Input material section start

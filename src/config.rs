//! Declarative triage configuration parsing and validation.

use std::collections::BTreeMap;
use std::fs;
use std::path::Path;

use serde::Deserialize;

use crate::{AppError, Result};

/// Switch accepting either a boolean or a sentinel keyword.
///
/// `addAssignees` accepts `true`, `false`, or the literal `author`, which
/// assigns the pull-request author directly instead of sampling a pool.
#[derive(Debug, Clone, Copy, PartialEq, Eq, Deserialize)]
#[serde(untagged)]
pub enum Toggle {
    /// Plain on/off switch.
    Switch(bool),
    /// Sentinel keyword value.
    Keyword(ToggleKeyword),
}

/// Keyword values accepted where a [`Toggle`] is expected.
#[derive(Debug, Clone, Copy, PartialEq, Eq, Deserialize)]
#[serde(rename_all = "lowercase")]
pub enum ToggleKeyword {
    /// Assign the pull-request author directly.
    Author,
}

impl Toggle {
    /// Whether the feature is enabled at all.
    #[must_use]
    pub fn is_enabled(self) -> bool {
        !matches!(self, Self::Switch(false))
    }

    /// Whether the toggle carries the `author` sentinel.
    #[must_use]
    pub fn is_author(self) -> bool {
        matches!(self, Self::Keyword(ToggleKeyword::Author))
    }
}

impl Default for Toggle {
    fn default() -> Self {
        Self::Switch(false)
    }
}

/// Label lists gating whether reviewer/assignee selection runs at all.
#[derive(Debug, Clone, Deserialize, PartialEq, Eq, Default)]
#[serde(rename_all = "camelCase")]
pub struct FilterLabels {
    /// The pull request must already carry at least one of these labels.
    #[serde(default)]
    pub include: Vec<String>,
    /// The pull request must carry none of these labels.
    #[serde(default)]
    pub exclude: Vec<String>,
}

/// Triage configuration parsed from a YAML file.
///
/// Keys are camelCase to match the declarative schema consumed by the
/// hosting CI workflow. Map-like fields use sorted maps so the
/// "first matching prefix wins" rule is deterministic.
#[derive(Debug, Clone, Deserialize, PartialEq, Eq, Default)]
#[serde(rename_all = "camelCase")]
pub struct Config {
    /// Whether to request reviewers at all.
    #[serde(default)]
    pub add_reviewers: Toggle,
    /// Whether to add assignees; `author` assigns the PR author directly.
    #[serde(default)]
    pub add_assignees: Toggle,
    /// Flat reviewer pool.
    #[serde(default)]
    pub reviewers: Vec<String>,
    /// Flat assignee pool. Falls back to `reviewers` when empty.
    #[serde(default)]
    pub assignees: Vec<String>,
    /// Reviewers to sample; zero means the whole eligible pool.
    #[serde(default)]
    pub number_of_reviewers: usize,
    /// Assignees to sample; zero falls back to `numberOfReviewers`.
    #[serde(default)]
    pub number_of_assignees: usize,
    /// Titles containing any of these substrings are skipped outright.
    #[serde(default)]
    pub skip_keywords: Vec<String>,
    /// Draw reviewers from `reviewGroups` instead of the flat list.
    #[serde(default)]
    pub use_review_groups: bool,
    /// Draw assignees from `assigneeGroups` instead of the flat list.
    #[serde(default)]
    pub use_assignee_groups: bool,
    /// Named reviewer pools used in group mode.
    #[serde(default)]
    pub review_groups: BTreeMap<String, Vec<String>>,
    /// Named assignee pools used in group mode.
    #[serde(default)]
    pub assignee_groups: BTreeMap<String, Vec<String>>,
    /// Existing-label gate for the reviewer/assignee step.
    #[serde(default)]
    pub filter_labels: FilterLabels,
    /// Whether draft pull requests are processed.
    #[serde(default)]
    pub run_on_draft: bool,
    /// Requested reviewer or team name to label.
    #[serde(default)]
    pub reviewer_to_label_map: BTreeMap<String, String>,
    /// Target-branch prefix to label; first matching key wins.
    #[serde(default)]
    pub branches_to_label_map: BTreeMap<String, String>,
    /// Label added when the target branch is a release or hotfix branch.
    #[serde(default)]
    pub release_label: Option<String>,
    /// Label added to every non-draft pull request that passes the gates.
    #[serde(default)]
    pub waiting_for_review_label: Option<String>,
}

impl Config {
    /// Load and validate configuration from a YAML file path.
    ///
    /// # Errors
    ///
    /// Returns `AppError::Config` if the file cannot be read or contains
    /// invalid YAML, or if validation fails.
    pub fn load_from_path(path: impl AsRef<Path>) -> Result<Self> {
        let raw = fs::read_to_string(path)
            .map_err(|err| AppError::Config(format!("failed to read config: {err}")))?;
        Self::from_yaml_str(&raw)
    }

    /// Parse configuration from a YAML string and validate it.
    ///
    /// # Errors
    ///
    /// Returns `AppError::Config` if parsing or validation fails.
    pub fn from_yaml_str(raw: &str) -> Result<Self> {
        let config: Self = serde_yaml::from_str(raw)?;
        config.validate()?;
        Ok(config)
    }

    /// Effective assignee pool: `assignees`, or `reviewers` when empty.
    #[must_use]
    pub fn assignee_pool(&self) -> &[String] {
        if self.assignees.is_empty() {
            &self.reviewers
        } else {
            &self.assignees
        }
    }

    /// Effective assignee count: `numberOfAssignees`, or
    /// `numberOfReviewers` when zero.
    #[must_use]
    pub fn assignee_count(&self) -> usize {
        if self.number_of_assignees == 0 {
            self.number_of_reviewers
        } else {
            self.number_of_assignees
        }
    }

    fn validate(&self) -> Result<()> {
        if self.use_review_groups && self.review_groups.is_empty() {
            return Err(AppError::Config(
                "useReviewGroups is set but reviewGroups is empty".into(),
            ));
        }

        if self.use_assignee_groups && self.assignee_groups.is_empty() {
            return Err(AppError::Config(
                "useAssigneeGroups is set but assigneeGroups is empty".into(),
            ));
        }

        Ok(())
    }
}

Input material section end

### About this task
For the string "AppError", filter the data and copy out each line where it occurs.

### Written response
use crate::{AppError, Result};
    /// Returns `AppError::Config` if the file cannot be read or contains
            .map_err(|err| AppError::Config(format!("failed to read config: {err}")))?;
    /// Returns `AppError::Config` if parsing or validation fails.
            return Err(AppError::Config(
            return Err(AppError::Config(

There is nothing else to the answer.